Total Synthesis of Nocarterphenyl A, 2‑Dehydroxymethylnocarterphenyl A and Nocarterphenyl D Produced by Marine Nocardiopsis spp.

We report the divergent total synthesis of marine natural products nocarterphenyl A (1), 2-dehydroxymethylnocarterphenyl A (2), and nocarterphenyl D (3). The thiazole-fused p-terphenyl core was synthesized via Suzuki–Miyaura coupling, and dibrominated precursor 6 was obtained by dibromination of a multisubstituted benzothiazole 7 using NBS/morpholine/HFIP. Nocarterphenyl D (3) was synthesized through palladium-catalyzed dehydrogenation cross-coupling. Biological evaluation revealed that nocarterphenyl A (1) inhibited HCT116 cell proliferation by 71% at 10 μM. Preliminary structure–activity relationships are discussed.

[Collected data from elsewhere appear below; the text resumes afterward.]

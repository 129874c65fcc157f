//! Diesel-based dedup store for SQLite.
//!
//! The fingerprint primary key enforces the at-most-one-row guarantee; the
//! upsert relies on `INSERT ... ON CONFLICT` so the existence check and the
//! write are a single atomic statement even across processes.

use async_trait::async_trait;
use chrono::{DateTime, Utc};
use diesel::prelude::*;
use diesel_async::RunQueryDsl;

use crate::models::{EnrichedDocument, StoredRecord};

use super::pool::AsyncSqlitePool;
use super::schema::stored_documents;
use super::{DedupStore, StoreResult};

const CREATE_TABLE_SQL: &str = "\
CREATE TABLE IF NOT EXISTS stored_documents (
    fingerprint TEXT PRIMARY KEY NOT NULL,
    source_id TEXT NOT NULL,
    document_type TEXT NOT NULL,
    court TEXT NOT NULL,
    case_name TEXT NOT NULL,
    payload TEXT NOT NULL,
    completeness DOUBLE NOT NULL,
    first_seen_at TEXT NOT NULL,
    last_updated_at TEXT NOT NULL,
    update_count INTEGER NOT NULL DEFAULT 0
)";

#[derive(Debug, Queryable, Insertable)]
#[diesel(table_name = stored_documents)]
struct StoredDocumentRow {
    fingerprint: String,
    source_id: String,
    document_type: String,
    court: String,
    case_name: String,
    payload: String,
    completeness: f64,
    first_seen_at: String,
    last_updated_at: String,
    update_count: i32,
}

impl StoredDocumentRow {
    fn from_document(
        fingerprint: &str,
        document: &EnrichedDocument,
        now: DateTime<Utc>,
    ) -> StoreResult<Self> {
        Ok(Self {
            fingerprint: fingerprint.to_string(),
            source_id: document.source_id.clone(),
            document_type: document.document_type.as_str().to_string(),
            court: document.court.clone(),
            case_name: document.case_name.clone(),
            payload: serde_json::to_string(document)?,
            completeness: document.completeness,
            first_seen_at: now.to_rfc3339(),
            last_updated_at: now.to_rfc3339(),
            update_count: 0,
        })
    }

    fn into_record(self) -> StoreResult<StoredRecord> {
        let payload: EnrichedDocument = serde_json::from_str(&self.payload)?;
        Ok(StoredRecord {
            fingerprint: self.fingerprint,
            payload,
            first_seen_at: parse_datetime(&self.first_seen_at),
            last_updated_at: parse_datetime(&self.last_updated_at),
            update_count: self.update_count as i64,
        })
    }
}

/// Parse a datetime string from the database, defaulting to Unix epoch on error.
fn parse_datetime(s: &str) -> DateTime<Utc> {
    DateTime::parse_from_rfc3339(s)
        .map(|dt| dt.with_timezone(&Utc))
        .unwrap_or(DateTime::UNIX_EPOCH)
}

/// SQLite-backed dedup store.
#[derive(Clone)]
pub struct SqliteDedupStore {
    pool: AsyncSqlitePool,
}

impl SqliteDedupStore {
    pub fn new(pool: AsyncSqlitePool) -> Self {
        Self { pool }
    }

    /// Create the schema if it does not exist. Idempotent.
    pub async fn init_schema(&self) -> StoreResult<()> {
        let mut conn = self.pool.get().await?;
        diesel::sql_query(CREATE_TABLE_SQL).execute(&mut conn).await?;
        Ok(())
    }
}

#[async_trait]
impl DedupStore for SqliteDedupStore {
    async fn get(&self, fingerprint: &str) -> StoreResult<Option<StoredRecord>> {
        let mut conn = self.pool.get().await?;

        let row = stored_documents::table
            .find(fingerprint)
            .first::<StoredDocumentRow>(&mut conn)
            .await
            .optional()?;

        row.map(StoredDocumentRow::into_record).transpose()
    }

    async fn upsert(
        &self,
        fingerprint: &str,
        document: &EnrichedDocument,
        force: bool,
    ) -> StoreResult<bool> {
        let mut conn = self.pool.get().await?;
        let now = Utc::now();
        let row = StoredDocumentRow::from_document(fingerprint, document, now)?;

        // Conflict-ignoring insert first: the affected-row count tells us
        // atomically whether this fingerprint is new.
        let inserted = diesel::insert_into(stored_documents::table)
            .values(&row)
            .on_conflict(stored_documents::fingerprint)
            .do_nothing()
            .execute(&mut conn)
            .await?;

        if inserted == 1 {
            return Ok(true);
        }
        if !force {
            return Ok(false);
        }

        diesel::update(stored_documents::table.find(fingerprint))
            .set((
                stored_documents::payload.eq(&row.payload),
                stored_documents::completeness.eq(row.completeness),
                stored_documents::last_updated_at.eq(now.to_rfc3339()),
                stored_documents::update_count.eq(stored_documents::update_count + 1),
            ))
            .execute(&mut conn)
            .await?;

        Ok(false)
    }

    async fn count(&self) -> StoreResult<u64> {
        let mut conn = self.pool.get().await?;

        use diesel::dsl::count_star;
        let count: i64 = stored_documents::table
            .select(count_star())
            .first(&mut conn)
            .await?;

        Ok(count as u64)
    }
}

本研究报道了海洋天然产物诺卡苯菲A（nocarterphenyl A，1）、2-去羟甲基诺卡苯菲A（2-dehydroxymethylnocarterphenyl A，2）以及诺卡苯菲D（nocarterphenyl D，3）的发散式全合成。噻唑稠合对三联苯母核通过铃木-宫浦（Suzuki–Miyaura）偶联反应合成；以N-溴代琥珀酰亚胺/吗啉/六氟异丙醇（NBS/morpholine/HFIP）体系对多取代苯并噻唑7进行二溴化反应，得到二溴代前体6。诺卡苯菲D（3）则通过钯催化脱氢交叉偶联反应完成合成。生物学活性评价结果显示，在10 μM浓度下，诺卡苯菲A（1）对HCT116细胞增殖的抑制率可达71%。本研究还对初步构效关系进行了讨论。